__TASK TO COMPLETE__: If a line of the records contains the word "ExtractionPipeline", list it.
(PROVIDED INFORMATION begins)
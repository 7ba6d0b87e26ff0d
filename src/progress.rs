//! Progress reporting and cancellation support.
//!
//! This module provides [`ProgressCallback`] for monitoring extraction and
//! archive progress, [`CancellationToken`] for cooperative cancellation
//! between frames, and [`ProgressInfo`] for progress snapshots.
//!
//! # Example
//!
//! ```no_run
//! use std::sync::Arc;
//!
//! use unanimate::{
//!     ExtractionConfig, ExtractionPipeline, ProgressCallback, ProgressInfo, UnanimateError,
//! };
//!
//! struct PrintProgress;
//!
//! impl ProgressCallback for PrintProgress {
//!     fn on_progress(&self, info: &ProgressInfo) {
//!         println!("[{:?}] {} done", info.operation, info.current);
//!     }
//! }
//!
//! let config = ExtractionConfig::new().with_progress(Arc::new(PrintProgress));
//! let pipeline = ExtractionPipeline::new(config);
//! pipeline.run("input.gif", "frames", None)?;
//! # Ok::<(), UnanimateError>(())
//! ```

use std::sync::{
    Arc,
    atomic::{AtomicBool, Ordering},
};
use std::time::{Duration, Instant};

/// The kind of operation currently in progress.
#[derive(Debug, Clone, Copy, PartialEq, Eq)]
#[non_exhaustive]
pub enum OperationType {
    /// Decoding frames and writing them to the output directory.
    FrameExtraction,
    /// Packing an output directory into a ZIP archive.
    ArchiveBuild,
}

/// A snapshot of progress.
///
/// Delivered to [`ProgressCallback::on_progress`] at a cadence controlled
/// by [`ExtractionConfig::with_batch_size`](crate::ExtractionConfig::with_batch_size).
#[derive(Debug, Clone)]
pub struct ProgressInfo {
    /// What kind of work is being performed.
    pub operation: OperationType,
    /// How many items (frames / archive entries) have been processed so far.
    pub current: u64,
    /// Total items expected, if known ahead of time. Frame extraction never
    /// knows its total up front.
    pub total: Option<u64>,
    /// Completion percentage (0.0 – 100.0), if `total` is known.
    pub percentage: Option<f32>,
    /// Wall-clock time elapsed since the operation started.
    pub elapsed: Duration,
    /// Estimated time remaining, based on current throughput.
    pub estimated_remaining: Option<Duration>,
    /// Ordinal of the frame just written (extraction only).
    pub current_ordinal: Option<u64>,
}

/// Trait for receiving progress updates.
///
/// Implementations must be [`Send`] and [`Sync`] so a single callback can
/// be shared by runs executing on different threads.
///
/// Progress callbacks are **infallible**: they observe but cannot halt
/// the operation. Use [`CancellationToken`] for cooperative cancellation.
pub trait ProgressCallback: Send + Sync {
    /// Called at regular intervals during an operation.
    fn on_progress(&self, info: &ProgressInfo);
}

/// Discards all progress notifications. The default callback.
pub(crate) struct NoOpProgress;

impl ProgressCallback for NoOpProgress {
    fn on_progress(&self, _info: &ProgressInfo) {}
}

/// Cooperative cancellation token backed by an [`AtomicBool`].
///
/// Clone this token and share it between threads; call
/// [`cancel`](CancellationToken::cancel) from any thread to stop the
/// associated extraction before its next frame. Frames already written stay
/// on disk.
///
/// # Example
///
/// ```
/// use unanimate::CancellationToken;
///
/// let token = CancellationToken::new();
/// assert!(!token.is_cancelled());
///
/// token.cancel();
/// assert!(token.is_cancelled());
/// ```
#[derive(Debug, Clone)]
pub struct CancellationToken {
    cancelled: Arc<AtomicBool>,
}

impl CancellationToken {
    /// Create a new, non-cancelled token.
    pub fn new() -> Self {
        Self {
            cancelled: Arc::new(AtomicBool::new(false)),
        }
    }

    /// Request cancellation. All clones of this token observe it.
    pub fn cancel(&self) {
        self.cancelled.store(true, Ordering::Release);
    }

    /// Check whether cancellation has been requested.
    pub fn is_cancelled(&self) -> bool {
        self.cancelled.load(Ordering::Acquire)
    }
}

impl Default for CancellationToken {
    fn default() -> Self {
        Self::new()
    }
}

/// Tracks progress timing and emits callbacks.
pub(crate) struct ProgressTracker {
    callback: Arc<dyn ProgressCallback>,
    operation: OperationType,
    total: Option<u64>,
    current: u64,
    batch_size: u64,
    start_time: Instant,
    items_since_last_report: u64,
}

impl ProgressTracker {
    pub(crate) fn new(
        callback: Arc<dyn ProgressCallback>,
        operation: OperationType,
        total: Option<u64>,
        batch_size: u64,
    ) -> Self {
        Self {
            callback,
            operation,
            total,
            current: 0,
            batch_size: batch_size.max(1),
            start_time: Instant::now(),
            items_since_last_report: 0,
        }
    }

    /// Record one completed item and fire the callback if the batch
    /// threshold is reached.
    pub(crate) fn advance(&mut self, ordinal: Option<u64>) {
        self.current += 1;
        self.items_since_last_report += 1;

        if self.items_since_last_report >= self.batch_size {
            self.report(ordinal);
            self.items_since_last_report = 0;
        }
    }

    /// Unconditionally emit a final progress report.
    pub(crate) fn finish(&mut self) {
        self.report(None);
    }

    fn report(&self, ordinal: Option<u64>) {
        let elapsed = self.start_time.elapsed();

        let percentage = self
            .total
            .filter(|&t| t > 0)
            .map(|t| (self.current as f32 / t as f32) * 100.0);

        let estimated_remaining = if self.current > 0 {
            self.total.map(|t| {
                let remaining = t.saturating_sub(self.current);
                let per_item = elapsed / self.current as u32;
                per_item * remaining as u32
            })
        } else {
            None
        };

        let info = ProgressInfo {
            operation: self.operation,
            current: self.current,
            total: self.total,
            percentage,
            elapsed,
            estimated_remaining,
            current_ordinal: ordinal,
        };

        self.callback.on_progress(&info);
    }
}

#[cfg(test)]
mod tests {
    use std::sync::Mutex;

    use super::*;

    #[derive(Default)]
    struct Recording {
        seen: Mutex<Vec<ProgressInfo>>,
    }

    impl ProgressCallback for Recording {
        fn on_progress(&self, info: &ProgressInfo) {
            self.seen.lock().unwrap().push(info.clone());
        }
    }

    #[test]
    fn tracker_reports_every_batch() {
        let recording = Arc::new(Recording::default());
        let mut tracker =
            ProgressTracker::new(recording.clone(), OperationType::FrameExtraction, None, 2);

        for ordinal in 0..5 {
            tracker.advance(Some(ordinal));
        }
        tracker.finish();

        let seen = recording.seen.lock().unwrap();
        let currents: Vec<u64> = seen.iter().map(|info| info.current).collect();
        assert_eq!(currents, vec![2, 4, 5]);
        assert_eq!(seen[0].current_ordinal, Some(1));
        assert!(seen.iter().all(|info| info.percentage.is_none()));
    }

    #[test]
    fn tracker_computes_percentage_when_total_known() {
        let recording = Arc::new(Recording::default());
        let mut tracker =
            ProgressTracker::new(recording.clone(), OperationType::ArchiveBuild, Some(4), 1);

        tracker.advance(None);
        tracker.advance(None);

        let seen = recording.seen.lock().unwrap();
        assert_eq!(seen.last().and_then(|info| info.percentage), Some(50.0));
        assert_eq!(seen.last().map(|info| info.operation), Some(OperationType::ArchiveBuild));
    }

    #[test]
    fn cancellation_is_shared_between_clones() {
        let token = CancellationToken::default();
        let clone = token.clone();
        assert!(!clone.is_cancelled());

        token.cancel();
        assert!(clone.is_cancelled());
    }
}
(PROVIDED INFORMATION ends)
__EXERCISE SOLUTION__:
//!     ExtractionConfig, ExtractionPipeline, ProgressCallback, ProgressInfo, UnanimateError,
//! let pipeline = ExtractionPipeline::new(config);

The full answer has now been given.